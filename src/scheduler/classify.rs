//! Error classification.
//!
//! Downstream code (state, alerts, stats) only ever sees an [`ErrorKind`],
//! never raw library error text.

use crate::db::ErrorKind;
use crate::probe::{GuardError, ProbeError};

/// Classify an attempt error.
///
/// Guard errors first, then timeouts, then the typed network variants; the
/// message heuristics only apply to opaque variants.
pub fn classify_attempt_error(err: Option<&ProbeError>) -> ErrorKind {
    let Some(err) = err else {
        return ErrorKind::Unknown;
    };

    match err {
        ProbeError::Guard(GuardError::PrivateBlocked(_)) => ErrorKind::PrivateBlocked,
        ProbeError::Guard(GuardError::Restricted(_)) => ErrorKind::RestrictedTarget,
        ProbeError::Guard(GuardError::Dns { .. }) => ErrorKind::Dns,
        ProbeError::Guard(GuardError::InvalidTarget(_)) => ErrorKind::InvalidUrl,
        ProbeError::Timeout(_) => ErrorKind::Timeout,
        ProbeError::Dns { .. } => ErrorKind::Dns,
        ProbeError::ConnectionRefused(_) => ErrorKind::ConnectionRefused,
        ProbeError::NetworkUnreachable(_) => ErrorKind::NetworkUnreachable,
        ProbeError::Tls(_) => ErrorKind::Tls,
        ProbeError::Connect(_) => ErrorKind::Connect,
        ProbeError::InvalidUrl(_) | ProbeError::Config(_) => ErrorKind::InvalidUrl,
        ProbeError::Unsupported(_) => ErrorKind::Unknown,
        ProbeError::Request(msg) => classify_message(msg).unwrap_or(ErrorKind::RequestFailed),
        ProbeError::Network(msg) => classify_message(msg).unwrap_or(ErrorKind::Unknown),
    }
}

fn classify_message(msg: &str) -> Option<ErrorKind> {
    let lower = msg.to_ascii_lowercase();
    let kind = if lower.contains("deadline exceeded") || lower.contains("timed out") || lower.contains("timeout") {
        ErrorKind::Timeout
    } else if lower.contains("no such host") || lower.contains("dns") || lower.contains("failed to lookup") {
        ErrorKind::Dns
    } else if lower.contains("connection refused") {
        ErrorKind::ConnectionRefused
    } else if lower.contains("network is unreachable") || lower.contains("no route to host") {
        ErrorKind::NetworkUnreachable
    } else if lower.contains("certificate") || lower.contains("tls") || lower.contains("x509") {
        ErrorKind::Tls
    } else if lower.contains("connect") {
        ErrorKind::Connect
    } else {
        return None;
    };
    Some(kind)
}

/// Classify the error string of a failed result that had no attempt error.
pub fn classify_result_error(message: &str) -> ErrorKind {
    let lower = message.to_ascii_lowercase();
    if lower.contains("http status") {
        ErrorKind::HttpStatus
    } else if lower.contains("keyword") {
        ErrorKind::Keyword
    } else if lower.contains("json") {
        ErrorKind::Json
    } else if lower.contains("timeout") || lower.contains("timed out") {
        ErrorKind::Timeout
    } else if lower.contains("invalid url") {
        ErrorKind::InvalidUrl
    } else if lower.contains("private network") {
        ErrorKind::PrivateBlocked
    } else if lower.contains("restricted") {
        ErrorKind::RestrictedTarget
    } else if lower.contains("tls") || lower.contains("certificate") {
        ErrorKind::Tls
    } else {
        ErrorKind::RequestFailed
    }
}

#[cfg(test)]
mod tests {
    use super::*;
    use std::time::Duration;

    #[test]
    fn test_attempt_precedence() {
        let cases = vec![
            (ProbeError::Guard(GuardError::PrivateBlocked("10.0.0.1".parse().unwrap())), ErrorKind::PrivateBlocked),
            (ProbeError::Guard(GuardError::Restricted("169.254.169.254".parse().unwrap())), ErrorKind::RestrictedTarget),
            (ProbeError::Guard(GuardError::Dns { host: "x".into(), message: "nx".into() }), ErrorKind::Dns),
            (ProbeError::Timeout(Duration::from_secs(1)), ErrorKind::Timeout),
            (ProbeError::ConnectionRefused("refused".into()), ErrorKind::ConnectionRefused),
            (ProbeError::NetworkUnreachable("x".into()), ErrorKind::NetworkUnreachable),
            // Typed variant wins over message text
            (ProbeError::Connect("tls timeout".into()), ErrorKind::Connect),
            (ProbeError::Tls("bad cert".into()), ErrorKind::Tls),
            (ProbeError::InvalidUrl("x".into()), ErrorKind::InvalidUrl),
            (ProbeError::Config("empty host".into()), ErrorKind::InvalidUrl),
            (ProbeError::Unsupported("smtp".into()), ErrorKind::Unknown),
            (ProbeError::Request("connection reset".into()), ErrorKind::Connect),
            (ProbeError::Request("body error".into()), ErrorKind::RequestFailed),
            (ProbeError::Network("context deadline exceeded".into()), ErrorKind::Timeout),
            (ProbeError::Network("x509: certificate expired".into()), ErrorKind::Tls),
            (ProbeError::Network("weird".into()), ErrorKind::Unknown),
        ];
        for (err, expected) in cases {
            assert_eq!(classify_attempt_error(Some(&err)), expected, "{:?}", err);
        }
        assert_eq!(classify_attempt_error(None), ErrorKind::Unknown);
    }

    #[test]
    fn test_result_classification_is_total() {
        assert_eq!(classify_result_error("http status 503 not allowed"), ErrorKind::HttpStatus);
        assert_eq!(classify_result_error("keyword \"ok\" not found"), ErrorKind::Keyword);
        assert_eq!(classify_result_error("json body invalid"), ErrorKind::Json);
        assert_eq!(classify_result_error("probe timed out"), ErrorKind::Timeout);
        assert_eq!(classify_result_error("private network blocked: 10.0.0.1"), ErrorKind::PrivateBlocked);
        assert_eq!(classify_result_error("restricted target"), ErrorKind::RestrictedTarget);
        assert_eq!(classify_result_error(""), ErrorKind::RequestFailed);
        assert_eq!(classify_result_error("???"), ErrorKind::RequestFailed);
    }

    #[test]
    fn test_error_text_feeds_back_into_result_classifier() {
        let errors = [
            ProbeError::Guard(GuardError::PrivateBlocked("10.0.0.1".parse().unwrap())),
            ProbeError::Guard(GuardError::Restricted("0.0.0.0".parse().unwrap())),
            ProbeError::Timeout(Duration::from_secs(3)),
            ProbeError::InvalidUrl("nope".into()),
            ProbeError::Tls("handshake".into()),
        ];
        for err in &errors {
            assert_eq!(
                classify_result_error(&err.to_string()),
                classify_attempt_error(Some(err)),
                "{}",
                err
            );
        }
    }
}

==========

EXERCISE INSTRUCTIONS
Select every line above that contains the word "errors", and copy it.

ANSWER SPACE
/// Guard errors first, then timeouts, then the typed network variants; the
        let errors = [
        for err in &errors {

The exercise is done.